Not all solar panels are photovoltaic – and for some uses it is much more efficient to use sunlight for direct heat generation than for electricity production. Solar Heat Europe – whose members make rooftop water heating panels, among other things – wants the EU to produce a ‘Renewable Heating and Cooling Action Plan’, with a tripling of solar thermal deployment by 2030 at its core.

While industry groups naturally seek to ensure policy driven demand for their own members products, whether clean tech or not, environmental NGOs have joined forces to demand a change in direction among policy makers, a move away from a growth-driven approach and instead putting ‘sufficiency at the heart of the EU’s future’.

In a manifesto aimed as much at governments currently discussing the EU’s strategic agenda for the coming five years, more than 70 green groups – including some of the most influential in Brussels such as the European Environmental Bureau, Friends of the Earth Europe and legal charity Client Earth – urge measures to cut demand for resources across the economy.
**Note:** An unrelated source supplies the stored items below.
//! Host-side WGSL compilation and interface reflection.
//!
//! Programs are preprocessed with their build flags, then parsed and
//! validated with naga before wgpu ever sees them. That turns compiler
//! failures into [`ConvError::Compile`] values carrying the formatted
//! diagnostic, and gives us the entry points and resource bindings needed to
//! build explicit bind group layouts.
//!
//! Explicit layouts matter here: `r32float` images are not filterable, and a
//! layout derived by wgpu would declare them as filterable floats.

use crate::error::{ConvError, ConvResult};
use crate::preprocess::BuildFlags;

/// A validated shader module and its naga IR.
#[derive(Debug)]
pub struct ShaderIr {
    label: String,
    source: String,
    module: naga::Module,
    info: naga::valid::ModuleInfo,
}

impl ShaderIr {
    /// Preprocesses, parses and validates `source`.
    ///
    /// # Errors
    ///
    /// Returns `ConvError::Compile` for malformed build flags or directives,
    /// WGSL syntax errors, and validation failures.
    pub fn compile(label: &str, source: &str, build_flags: &str) -> ConvResult<Self> {
        let flags = BuildFlags::parse(build_flags).map_err(|d| ConvError::compile(label, d))?;
        let text = flags.apply(source).map_err(|d| ConvError::compile(label, d))?;

        let module = naga::front::wgsl::parse_str(&text)
            .map_err(|e| ConvError::compile(label, e.emit_to_string(&text)))?;

        let info = naga::valid::Validator::new(
            naga::valid::ValidationFlags::all(),
            naga::valid::Capabilities::default(),
        )
        .validate(&module)
        .map_err(|e| ConvError::compile(label, e.emit_to_string(&text)))?;

        Ok(Self {
            label: label.to_string(),
            source: text,
            module,
            info,
        })
    }

    /// Label used in diagnostics.
    pub fn label(&self) -> &str {
        &self.label
    }

    /// Preprocessed WGSL text.
    pub fn source(&self) -> &str {
        &self.source
    }

    /// Names of all compute entry points, in declaration order.
    pub fn compute_entry_points(&self) -> Vec<String> {
        self.module
            .entry_points
            .iter()
            .filter(|ep| ep.stage == naga::ShaderStage::Compute)
            .map(|ep| ep.name.clone())
            .collect()
    }

    fn entry_index(&self, name: &str) -> ConvResult<usize> {
        self.module
            .entry_points
            .iter()
            .position(|ep| ep.name == name && ep.stage == naga::ShaderStage::Compute)
            .ok_or_else(|| ConvError::KernelNotFound {
                name: name.to_string(),
                available: self.compute_entry_points(),
            })
    }

    /// Workgroup size declared by a compute entry point.
    pub fn workgroup_size(&self, name: &str) -> ConvResult<[u32; 3]> {
        let index = self.entry_index(name)?;
        Ok(self.module.entry_points[index].workgroup_size)
    }

    /// Resource bindings used by an entry point, sorted by binding number.
    ///
    /// # Errors
    ///
    /// - `ConvError::KernelNotFound` for unknown entry points.
    /// - `ConvError::KernelArguments` for bindings outside group 0 or of
    ///   kinds kernels cannot take as arguments (samplers, storage textures).
    pub fn bindings(&self, name: &str) -> ConvResult<Vec<ReflectedBinding>> {
        let index = self.entry_index(name)?;
        let usage = self.info.get_entry_point(index);

        let mut bindings = Vec::new();
        for (handle, var) in self.module.global_variables.iter() {
            if usage[handle].is_empty() {
                continue;
            }
            let Some(ref binding) = var.binding else {
                continue;
            };
            let var_name = var.name.as_deref().unwrap_or("<unnamed>");
            if binding.group != 0 {
                return Err(ConvError::kernel_arguments(format!(
                    "'{}' uses @group({}) for '{}', only group 0 can be bound",
                    name, binding.group, var_name
                )));
            }
            let kind = match var.space {
                naga::AddressSpace::Uniform => BindingKind::Uniform,
                naga::AddressSpace::Storage { access } => BindingKind::StorageBuffer {
                    read_only: !access.contains(naga::StorageAccess::STORE),
                },
                naga::AddressSpace::Handle => image_binding(&self.module.types[var.ty].inner)
                    .ok_or_else(|| {
                        ConvError::kernel_arguments(format!(
                            "'{}' binds unsupported resource '{}'",
                            name, var_name
                        ))
                    })?,
                other => {
                    return Err(ConvError::kernel_arguments(format!(
                        "'{}' binds '{}' in unsupported address space {:?}",
                        name, var_name, other
                    )))
                }
            };
            bindings.push(ReflectedBinding {
                binding: binding.binding,
                kind,
            });
        }
        bindings.sort_by_key(|b| b.binding);
        Ok(bindings)
    }
}

fn image_binding(inner: &naga::TypeInner) -> Option<BindingKind> {
    let naga::TypeInner::Image {
        dim,
        arrayed,
        class: naga::ImageClass::Sampled { kind, multi },
    } = *inner
    else {
        return None;
    };
    let view_dimension = match (dim, arrayed) {
        (naga::ImageDimension::D1, false) => wgpu::TextureViewDimension::D1,
        (naga::ImageDimension::D2, false) => wgpu::TextureViewDimension::D2,
        (naga::ImageDimension::D2, true) => wgpu::TextureViewDimension::D2Array,
        (naga::ImageDimension::D3, false) => wgpu::TextureViewDimension::D3,
        (naga::ImageDimension::Cube, false) => wgpu::TextureViewDimension::Cube,
        (naga::ImageDimension::Cube, true) => wgpu::TextureViewDimension::CubeArray,
        _ => return None,
    };
    let sample_type = match kind {
        naga::ScalarKind::Float => wgpu::TextureSampleType::Float { filterable: false },
        naga::ScalarKind::Uint => wgpu::TextureSampleType::Uint,
        naga::ScalarKind::Sint => wgpu::TextureSampleType::Sint,
        _ => return None,
    };
    Some(BindingKind::Texture {
        view_dimension,
        sample_type,
        multisampled: multi,
    })
}

/// Kind of resource an entry point expects at a binding.
#[derive(Debug, Clone, Copy, PartialEq, Eq)]
pub enum BindingKind {
    /// Sampled texture read with `textureLoad`.
    Texture {
        /// View dimension of the texture.
        view_dimension: wgpu::TextureViewDimension,
        /// Sample type of the texture.
        sample_type: wgpu::TextureSampleType,
        /// Whether the texture is multisampled.
        multisampled: bool,
    },
    /// Storage buffer.
    StorageBuffer {
        /// True for `var<storage, read>`.
        read_only: bool,
    },
    /// Uniform buffer (scalar arguments).
    Uniform,
}

/// One `@group(0)` binding used by an entry point.
#[derive(Debug, Clone, Copy, PartialEq, Eq)]
pub struct ReflectedBinding {
    /// Binding number.
    pub binding: u32,
    /// Expected resource kind.
    pub kind: BindingKind,
}

impl ReflectedBinding {
    /// Converts to a compute-visible bind group layout entry.
    pub fn layout_entry(&self) -> wgpu::BindGroupLayoutEntry {
        let ty = match self.kind {
            BindingKind::Texture {
                view_dimension,
                sample_type,
                multisampled,
            } => wgpu::BindingType::Texture {
                sample_type,
                view_dimension,
                multisampled,
            },
            BindingKind::StorageBuffer { read_only } => wgpu::BindingType::Buffer {
                ty: wgpu::BufferBindingType::Storage { read_only },
                has_dynamic_offset: false,
                min_binding_size: None,
            },
            BindingKind::Uniform => wgpu::BindingType::Buffer {
                ty: wgpu::BufferBindingType::Uniform,
                has_dynamic_offset: false,
                min_binding_size: None,
            },
        };
        wgpu::BindGroupLayoutEntry {
            binding: self.binding,
            visibility: wgpu::ShaderStages::COMPUTE,
            ty,
            count: None,
        }
    }
}

#[cfg(test)]
mod tests {
    use super::*;

    const ADD: &str = r#"
@group(0) @binding(0) var<storage, read_write> a: array<f32>;
struct Params { val: f32, n: u32, }
@group(0) @binding(1) var<uniform> p: Params;

@compute @workgroup_size(64)
fn add(@builtin(global_invocation_id) gid: vec3<u32>) {
    if (gid.x < p.n) {
        a[gid.x] += p.val;
    }
}
"#;

    #[test]
    fn test_compile_and_reflect() {
        let ir = ShaderIr::compile("add", ADD, "").unwrap();
        assert_eq!(ir.compute_entry_points(), vec!["add".to_string()]);
        assert_eq!(ir.workgroup_size("add").unwrap(), [64, 1, 1]);

        let bindings = ir.bindings("add").unwrap();
        assert_eq!(bindings.len(), 2);
        assert_eq!(bindings[0].kind, BindingKind::StorageBuffer { read_only: false });
        assert_eq!(bindings[1].kind, BindingKind::Uniform);
    }

    #[test]
    fn test_syntax_error_carries_diagnostic() {
        let broken = ADD.replace("a[gid.x] += p.val;", "a[gid.x] += p.val");
        match ShaderIr::compile("broken", &broken, "") {
            Err(ConvError::Compile { label, diagnostic }) => {
                assert_eq!(label, "broken");
                assert!(!diagnostic.is_empty());
            }
            other => panic!("expected compile error, got {:?}", other.map(|_| ())),
        }
    }

    #[test]
    fn test_validation_error_is_compile_error() {
        let bad_type = ADD.replace("a[gid.x] += p.val;", "a[gid.x] += p.n;");
        assert!(matches!(
            ShaderIr::compile("bad", &bad_type, ""),
            Err(ConvError::Compile { .. })
        ));
    }

    #[test]
    fn test_unsupported_flag_is_compile_error() {
        assert!(matches!(
            ShaderIr::compile("add", ADD, "-cl-fast-relaxed-math"),
            Err(ConvError::Compile { .. })
        ));
    }

    #[test]
    fn test_unknown_kernel() {
        let ir = ShaderIr::compile("add", ADD, "").unwrap();
        match ir.bindings("sub") {
            Err(ConvError::KernelNotFound { name, available }) => {
                assert_eq!(name, "sub");
                assert_eq!(available, vec!["add".to_string()]);
            }
            other => panic!("expected KernelNotFound, got {:?}", other),
        }
    }

    #[test]
    fn test_layout_entry_for_unfilterable_image() {
        let binding = ReflectedBinding {
            binding: 0,
            kind: BindingKind::Texture {
                view_dimension: wgpu::TextureViewDimension::D3,
                sample_type: wgpu::TextureSampleType::Float { filterable: false },
                multisampled: false,
            },
        };
        let entry = binding.layout_entry();
        assert_eq!(entry.binding, 0);
        assert!(matches!(
            entry.ty,
            wgpu::BindingType::Texture {
                sample_type: wgpu::TextureSampleType::Float { filterable: false },
                ..
            }
        ));
    }
}
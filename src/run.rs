//! A single invocation of a chain.

use serde_json::Value;
use std::sync::{Arc, Mutex};
use tracing::{debug, info, warn};

use crate::chain::Chain;
use crate::context::RunContext;
use crate::error::ChainError;
use crate::options::InvokeOptions;
use crate::recorder::{RunId, RunStatus, StepId, StepStatus};
use crate::step::{Step, StepOutcome};

pub(crate) type SuccessFn = Box<dyn FnOnce(Vec<Value>) + Send>;
pub(crate) type FailureFn = Box<dyn FnOnce(ChainError) + Send>;

/// The caller's callbacks. Whichever terminal outcome comes first takes both,
/// so at most one of them ever fires.
struct Callbacks {
    slot: Mutex<Option<(SuccessFn, FailureFn)>>,
}

impl Callbacks {
    fn new(on_success: SuccessFn, on_failure: FailureFn) -> Self {
        Self {
            slot: Mutex::new(Some((on_success, on_failure))),
        }
    }

    fn take(&self) -> Option<(SuccessFn, FailureFn)> {
        self.slot
            .lock()
            .unwrap_or_else(|poisoned| poisoned.into_inner())
            .take()
    }

    fn succeed(&self, results: Vec<Value>) {
        if let Some((on_success, _)) = self.take() {
            on_success(results);
        }
    }

    fn fail(&self, err: ChainError) {
        if let Some((_, on_failure)) = self.take() {
            on_failure(err);
        }
    }
}

/// State shared by a run and every forked run it spawns.
struct Shared {
    context: Arc<RunContext>,
    invoke: Arc<InvokeOptions>,
    callbacks: Callbacks,
}

/// Walks one chain's nodes in order. Cheap to clone; forks share everything
/// except the chain they walk.
#[derive(Clone)]
pub(crate) struct Run {
    chain: Arc<Chain>,
    shared: Arc<Shared>,
}

impl Run {
    /// Start a run in the background. Must be called within a tokio runtime.
    pub(crate) fn start(
        chain: Arc<Chain>,
        opts: InvokeOptions,
        on_success: SuccessFn,
        on_failure: FailureFn,
    ) {
        let context = Arc::new(RunContext::new(opts.deadline()));
        let run = Self {
            chain,
            shared: Arc::new(Shared {
                context,
                invoke: Arc::new(opts),
                callbacks: Callbacks::new(on_success, on_failure),
            }),
        };
        run.forward(Vec::new());
    }

    /// The same run, continuing in `chain`.
    pub(crate) fn fork(&self, chain: Arc<Chain>) -> Self {
        Self {
            chain,
            shared: self.shared.clone(),
        }
    }

    /// Walk this run's chain in the background, seeded with `input`.
    pub(crate) fn forward(self, input: Vec<Value>) {
        tokio::spawn(self.walk(input));
    }

    pub(crate) fn context(&self) -> &Arc<RunContext> {
        &self.shared.context
    }

    pub(crate) fn chain(&self) -> &Chain {
        &self.chain
    }

    pub(crate) fn invoke_options(&self) -> &Arc<InvokeOptions> {
        &self.shared.invoke
    }

    async fn walk(self, input: Vec<Value>) {
        let chain_name = self.chain.name().to_string();
        let run_id = self.record_run_start(&chain_name).await;
        info!(chain = %chain_name, nodes = self.chain.len(), "run started");

        let mut last = input;
        for (index, node) in self.chain.nodes().iter().enumerate() {
            let step_id = self.record_step_start(run_id, node.name(), index).await;
            debug!(chain = %chain_name, node = %node.name(), index, "step started");

            match Step::new(node, &self).execute(last).await {
                StepOutcome::Completed(results) => {
                    debug!(node = %node.name(), results = results.len(), "step completed");
                    self.record_step(step_id, StepStatus::Completed { results: results.len() })
                        .await;
                    last = results;
                }
                StepOutcome::Skipped(input) => {
                    self.record_step(step_id, StepStatus::Skipped).await;
                    last = input;
                }
                StepOutcome::Failed(err) => {
                    warn!(chain = %chain_name, node = %node.name(), error = %err, "run failed");
                    let error = err.to_string();
                    self.record_step(step_id, StepStatus::Failed { error: error.clone() })
                        .await;
                    self.record_run(run_id, RunStatus::Failed { error }).await;
                    self.shared.context.release();
                    self.shared.callbacks.fail(err);
                    return;
                }
                StepOutcome::Forked => {
                    // The forked run owns the callbacks and the deadline now.
                    debug!(chain = %chain_name, node = %node.name(), "run forked");
                    self.record_step(step_id, StepStatus::Forked).await;
                    self.record_run(run_id, RunStatus::Forked).await;
                    return;
                }
            }
        }

        info!(chain = %chain_name, results = last.len(), "run completed");
        self.record_run(run_id, RunStatus::Completed).await;
        self.shared.context.release();
        self.shared.callbacks.succeed(last);
    }

    async fn record_run_start(&self, chain_name: &str) -> RunId {
        self.chain
            .recorder()
            .start_run(chain_name)
            .await
            .unwrap_or_else(|err| {
                warn!(chain = %chain_name, error = %err, "failed to record run start");
                RunId(0)
            })
    }

    async fn record_step_start(&self, run_id: RunId, node: &str, index: usize) -> StepId {
        self.chain
            .recorder()
            .start_step(run_id, node, index)
            .await
            .unwrap_or_else(|err| {
                warn!(node, error = %err, "failed to record step start");
                StepId(0)
            })
    }

    async fn record_step(&self, step_id: StepId, status: StepStatus) {
        if let Err(err) = self.chain.recorder().complete_step(step_id, status).await {
            warn!(error = %err, "failed to record step completion");
        }
    }

    async fn record_run(&self, run_id: RunId, status: RunStatus) {
        if let Err(err) = self.chain.recorder().complete_run(run_id, status).await {
            warn!(error = %err, "failed to record run completion");
        }
    }
}
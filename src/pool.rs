//! Bounded worker pool used by pool-mode nodes.

use futures::FutureExt;
use std::any::Any;
use std::future::Future;
use std::panic::AssertUnwindSafe;
use std::sync::atomic::{AtomicUsize, Ordering};
use std::sync::Arc;
use tokio::sync::Semaphore;

use crate::error::ChainError;

/// Jobs allowed to wait for a worker before submissions are rejected.
pub const DEFAULT_MAX_BLOCKING_TASKS: usize = 20;

/// Called with the panic message of a job that panicked.
pub type PanicHandler = Arc<dyn Fn(String) + Send + Sync>;

/// Run `job`, catching any panic and handing its message to `handler`.
pub(crate) async fn contain<F>(job: F, handler: &PanicHandler)
where
    F: Future<Output = ()> + Send,
{
    if let Err(payload) = AssertUnwindSafe(job).catch_unwind().await {
        handler(panic_message(payload.as_ref()));
    }
}

pub(crate) fn panic_message(payload: &(dyn Any + Send)) -> String {
    if let Some(s) = payload.downcast_ref::<&str>() {
        s.to_string()
    } else if let Some(s) = payload.downcast_ref::<String>() {
        s.clone()
    } else {
        "non-string panic payload".to_string()
    }
}

/// A pool of at most `capacity` concurrently running jobs.
///
/// Up to `max_backlog` further jobs may wait for a free worker; anything past
/// that is rejected with [`ChainError::PoolSaturated`]. Panics inside jobs are
/// caught and passed to the panic handler, never propagated.
pub struct WorkerPool {
    workers: Arc<Semaphore>,
    capacity: usize,
    max_backlog: usize,
    in_flight: Arc<AtomicUsize>,
    panic_handler: PanicHandler,
}

/// Decrements the in-flight count when a job finishes or is dropped.
struct InFlight(Arc<AtomicUsize>);

impl Drop for InFlight {
    fn drop(&mut self) {
        self.0.fetch_sub(1, Ordering::SeqCst);
    }
}

impl WorkerPool {
    /// Create a pool. Does not need a runtime; jobs are spawned on the
    /// ambient tokio runtime at submission time.
    pub fn new(capacity: usize, max_backlog: usize, panic_handler: PanicHandler) -> Self {
        Self {
            workers: Arc::new(Semaphore::new(capacity)),
            capacity,
            max_backlog,
            in_flight: Arc::new(AtomicUsize::new(0)),
            panic_handler,
        }
    }

    /// Submit a job. Fails immediately if the pool is saturated beyond its backlog.
    pub fn submit<F>(&self, job: F) -> Result<(), ChainError>
    where
        F: Future<Output = ()> + Send + 'static,
    {
        let limit = self.capacity + self.max_backlog;
        let admitted = self
            .in_flight
            .fetch_update(Ordering::SeqCst, Ordering::SeqCst, |n| {
                (n < limit).then_some(n + 1)
            })
            .is_ok();
        if !admitted {
            return Err(ChainError::PoolSaturated {
                capacity: self.capacity,
                backlog: self.max_backlog,
            });
        }

        let guard = InFlight(self.in_flight.clone());
        let workers = self.workers.clone();
        let handler = self.panic_handler.clone();
        tokio::spawn(async move {
            let _guard = guard;
            let Ok(_permit) = workers.acquire_owned().await else {
                return;
            };
            contain(job, &handler).await;
        });
        Ok(())
    }

    pub fn capacity(&self) -> usize {
        self.capacity
    }

    pub fn max_backlog(&self) -> usize {
        self.max_backlog
    }

    /// Jobs currently running or waiting for a worker.
    pub fn in_flight(&self) -> usize {
        self.in_flight.load(Ordering::SeqCst)
    }
}
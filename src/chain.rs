//! Chain builder and graph export.

use serde::Serialize;
use serde_json::Value;
use std::future::Future;
use std::sync::{Arc, Mutex};
use tokio::sync::oneshot;
use tracing::warn;

use crate::branch::{ForkSwitch, Switch};
use crate::context::TaskContext;
use crate::error::ChainError;
use crate::node::{Node, NodeAction, SkipRule};
use crate::options::{ChainOptions, Concurrency, InvokeOptions, NodeOptions};
use crate::recorder::{NoopRecorder, Recorder};
use crate::registry::{self, TaskRegistry};
use crate::run::Run;
use crate::task::{task_fn, BoxedTask};

/// Serializable chain structure for visualization.
#[derive(Debug, Clone, Serialize)]
pub struct ChainGraph {
    pub name: String,
    pub nodes: Vec<NodeGraph>,
}

/// A node in the chain graph.
#[derive(Debug, Clone, Serialize)]
pub struct NodeGraph {
    pub index: usize,
    pub name: String,
    /// Distinct task functions, before parallel replication.
    pub tasks: usize,
    pub concurrency: Concurrency,
    pub skippable: bool,
    pub any_passed: bool,
    /// Set for candidates of a single-node branch.
    pub branch: Option<BranchCase>,
    /// Candidate sub-chains of a fork node, in selection order.
    pub forks: Vec<ForkGraph>,
}

/// Position of a node within a single-node branch.
#[derive(Debug, Clone, Serialize)]
pub struct BranchCase {
    pub index: usize,
    /// `None` for the default candidate.
    pub expect: Option<Value>,
}

/// One candidate of a fork node.
#[derive(Debug, Clone, Serialize)]
pub struct ForkGraph {
    /// `None` for the default candidate.
    pub expect: Option<Value>,
    pub chain: ChainGraph,
}

/// An ordered sequence of nodes plus static metadata.
///
/// Building is synchronous and only appends nodes. Misuse (invalid options,
/// unknown task names, appending after a fork) is logged and ignored, so
/// builder calls always chain.
///
/// ```rust,ignore
/// let chain = Chain::new(ChainOptions::new().with_name("numbers"))
///     .next(|_ctx, _last| async { Ok(json!(5)) }, NodeOptions::new())
///     .next(
///         |_ctx, last| async move { Ok(json!(last[0].as_i64().unwrap_or(0) + 1)) },
///         NodeOptions::new(),
///     );
///
/// assert_eq!(chain.run(InvokeOptions::new()).await?, vec![json!(6)]);
/// ```
#[derive(Clone)]
pub struct Chain {
    options: Arc<ChainOptions>,
    nodes: Vec<Arc<Node>>,
    registry: Arc<dyn TaskRegistry>,
    recorder: Arc<dyn Recorder>,
    sealed: bool,
}

impl Chain {
    /// Create an empty chain resolving names against the global registry.
    pub fn new(options: ChainOptions) -> Self {
        Self {
            options: Arc::new(options),
            nodes: Vec::new(),
            registry: registry::global(),
            recorder: Arc::new(NoopRecorder),
            sealed: false,
        }
    }

    /// Shorthand for a chain with only a name.
    pub fn named(name: &str) -> Self {
        Self::new(ChainOptions::new().with_name(name))
    }

    /// Resolve task names against `registry` instead of the global one.
    pub fn with_registry(mut self, registry: Arc<dyn TaskRegistry>) -> Self {
        self.registry = registry;
        self
    }

    pub fn with_recorder<R: Recorder + 'static>(mut self, recorder: R) -> Self {
        self.recorder = Arc::new(recorder);
        self
    }

    /// Share a recorder with other chains or with the caller.
    pub fn with_shared_recorder(mut self, recorder: Arc<dyn Recorder>) -> Self {
        self.recorder = recorder;
        self
    }

    /// Append a node running `f`.
    pub fn next<F, Fut>(self, f: F, opts: NodeOptions) -> Self
    where
        F: Fn(TaskContext, Vec<Value>) -> Fut + Send + Sync + 'static,
        Fut: Future<Output = anyhow::Result<Value>> + Send + 'static,
    {
        self.next_task(task_fn(f), opts)
    }

    /// Append a node running `task`.
    pub fn next_task(self, task: BoxedTask, opts: NodeOptions) -> Self {
        match self.build_node(task, opts, None) {
            Some(node) => self.push(node),
            None => self,
        }
    }

    /// Append a node running every task registered under `name`.
    ///
    /// The first registered task is the node's primary task; the rest replace
    /// any sibling tasks in `opts`. An unknown name is a logged no-op.
    pub fn next_named(self, name: &str, opts: NodeOptions) -> Self {
        match self.named_node(name, opts, None) {
            Some(node) => self.push(node),
            None => self,
        }
    }

    /// Start a single-node branch keyed by `predicate`.
    pub fn switch<P>(self, predicate: P) -> Switch
    where
        P: Fn(&[Value]) -> Value + Send + Sync + 'static,
    {
        Switch::new(self, Arc::new(predicate))
    }

    /// Start a forked branch keyed by `predicate`.
    pub fn switch_fork<P>(self, predicate: P) -> ForkSwitch
    where
        P: Fn(&[Value]) -> Value + Send + Sync + 'static,
    {
        ForkSwitch::new(self, Arc::new(predicate))
    }

    /// Start a run in the background and return immediately.
    ///
    /// Exactly one of the callbacks fires, once, from a runtime worker. Must
    /// be called within a tokio runtime.
    pub fn invoke<S, F>(&self, on_success: S, on_failure: F, opts: InvokeOptions)
    where
        S: FnOnce(Vec<Value>) + Send + 'static,
        F: FnOnce(ChainError) + Send + 'static,
    {
        Run::start(
            Arc::new(self.clone()),
            opts,
            Box::new(on_success),
            Box::new(on_failure),
        );
    }

    /// Run the chain and wait for its terminal outcome.
    pub async fn run(&self, opts: InvokeOptions) -> Result<Vec<Value>, ChainError> {
        let (tx, rx) = oneshot::channel();
        let tx = Arc::new(Mutex::new(Some(tx)));
        let deliver = move |outcome: Result<Vec<Value>, ChainError>| {
            let tx = tx
                .lock()
                .unwrap_or_else(|poisoned| poisoned.into_inner())
                .take();
            if let Some(tx) = tx {
                let _ = tx.send(outcome);
            }
        };
        let on_failure = deliver.clone();

        self.invoke(
            move |results| deliver(Ok(results)),
            move |err| on_failure(Err(err)),
            opts,
        );

        // The run was dropped without reaching an outcome, e.g. at runtime
        // shutdown.
        rx.await.unwrap_or(Err(ChainError::Cancelled))
    }

    pub fn name(&self) -> &str {
        &self.options.name
    }

    pub fn options(&self) -> &ChainOptions {
        &self.options
    }

    pub fn len(&self) -> usize {
        self.nodes.len()
    }

    pub fn is_empty(&self) -> bool {
        self.nodes.is_empty()
    }

    /// True once a forked branch was closed; later appends are ignored.
    pub fn is_sealed(&self) -> bool {
        self.sealed
    }

    /// Describe the chain's structure.
    pub fn to_graph(&self) -> ChainGraph {
        let nodes = self
            .nodes
            .iter()
            .enumerate()
            .map(|(index, node)| {
                let opts = node.options();
                let branch = match node.skip_rule() {
                    Some(SkipRule::Branch { selector, index: case }) => Some(BranchCase {
                        index: *case,
                        expect: selector.expects().get(*case).cloned().flatten(),
                    }),
                    _ => None,
                };
                let forks = match node.action() {
                    NodeAction::Fork(plan) => plan
                        .candidates()
                        .map(|(expect, chain)| ForkGraph {
                            expect: expect.clone(),
                            chain: chain.to_graph(),
                        })
                        .collect(),
                    NodeAction::Tasks { .. } => Vec::new(),
                };
                NodeGraph {
                    index,
                    name: node.name().to_string(),
                    tasks: node.task_count(),
                    concurrency: opts.concurrency,
                    skippable: matches!(node.skip_rule(), Some(SkipRule::Predicate(_))),
                    any_passed: opts.has_any_passed(),
                    branch,
                    forks,
                }
            })
            .collect();

        ChainGraph {
            name: self.options.name.clone(),
            nodes,
        }
    }

    pub(crate) fn options_arc(&self) -> Arc<ChainOptions> {
        self.options.clone()
    }

    pub(crate) fn nodes(&self) -> &[Arc<Node>] {
        &self.nodes
    }

    pub(crate) fn recorder(&self) -> &Arc<dyn Recorder> {
        &self.recorder
    }

    /// Empty chain sharing this one's metadata, registry and recorder.
    pub(crate) fn fork_clone(&self) -> Self {
        Self {
            options: self.options.clone(),
            nodes: Vec::new(),
            registry: self.registry.clone(),
            recorder: self.recorder.clone(),
            sealed: false,
        }
    }

    pub(crate) fn seal(mut self) -> Self {
        self.sealed = true;
        self
    }

    /// Default name for the node that would land at the next position, or
    /// `offset` positions after it.
    pub(crate) fn default_node_name(&self, offset: usize) -> String {
        format!("node-{}", self.nodes.len() + offset)
    }

    /// Validate `opts` and wrap `task` in a node. Logs and returns `None` on
    /// invalid options.
    pub(crate) fn build_node(
        &self,
        task: BoxedTask,
        opts: NodeOptions,
        fallback_name: Option<String>,
    ) -> Option<Node> {
        if let Err(err) = opts.validate() {
            warn!(chain = %self.name(), error = %err, "invalid node options, node not appended");
            return None;
        }
        let name = opts
            .name
            .clone()
            .or(fallback_name)
            .unwrap_or_else(|| self.default_node_name(0));
        Some(Node::tasks(name, task, opts))
    }

    /// Resolve `name` in the registry and build a node from its tasks.
    pub(crate) fn named_node(
        &self,
        name: &str,
        mut opts: NodeOptions,
        fallback_name: Option<String>,
    ) -> Option<Node> {
        let mut tasks = self.registry.resolve(name).into_iter();
        let Some(primary) = tasks.next() else {
            warn!(
                chain = %self.name(),
                task = name,
                "no tasks registered under name, node not appended"
            );
            return None;
        };
        opts.parallel_tasks = tasks.collect();
        let fallback = fallback_name.unwrap_or_else(|| name.to_string());
        self.build_node(primary, opts, Some(fallback))
    }

    /// Append a built node unless the chain is sealed.
    pub(crate) fn push(mut self, node: Node) -> Self {
        if self.sealed {
            warn!(chain = %self.name(), node = %node.name(), "chain forked, node not appended");
            return self;
        }
        self.nodes.push(Arc::new(node));
        self
    }
}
“The coming European elections and the next EU institutions’ mandate will be a critical time to decide how to shape a path to resilience: by continuing to increase our dependencies and inequalities, or to put demand management at the heart of the EU strategic agenda through a sufficiency-driven approach,” they write.

The strategic agenda, which heads of government are expected to adopt at a European Council summit in June, carries no legal force. However, it is intended to guide the European Commission, which has the right of legislative initiative in the EU’s under the EU treaties.

It is thus a key first step in setting the agenda for the next five years – which will, of course, also be greatly influenced by the make-up of the next European Parliament, which first convenes in July, and the new EU executive that will be installed before the end of the year, whether or not incumbent president Ursula von der Leyen wins the second term she is pursuing.

The green groups clearly have an eye on the current direction of travel in key areas of energy policy, in calling for the use of hydrogen – an energy vector for which the petroleum industry is actively seeking policy support – to be limited to “priority applications”. This means sectors such as aviation, for which there is no viable decarbonisation route other than sustainable aviation fuels (SAFs), which can be made from “green” hydrogen.

The concept of sufficiency, of course, also implies taking an alternative form of transport where possible – and this logic also extends to other areas of transport. Private petrol-driven cars do not need to be substituted by the electric models that are driving demand for green tech like batteries and huge volumes of renewable power, the NGO manifesto suggests. It calls for a “massive shift in infrastructure investments – to support the reduction of individual car use by making public transportation, car-pooling, and sharing as well as cycling and walking more attractive and available”.


Interim climate commissioner Wopke Hoekstra, while pledging during his confirmatory hearing last October to support a 2040 emissions reduction target on 90%, has warned that policy makers could soon have to explore the possibility of “lifestyle changes” as a policy aim.

An early draft of the 2024-29 strategic agenda, leaked to the press last month was greeted with alarm by NGOs who saw the environmental and climate crises relegated to little more than a footnote. Heads of government are expected to agree the EU’s direction of travel on 27-28 June, by which time they will have had ample time to digest the outcome of the European Union elections.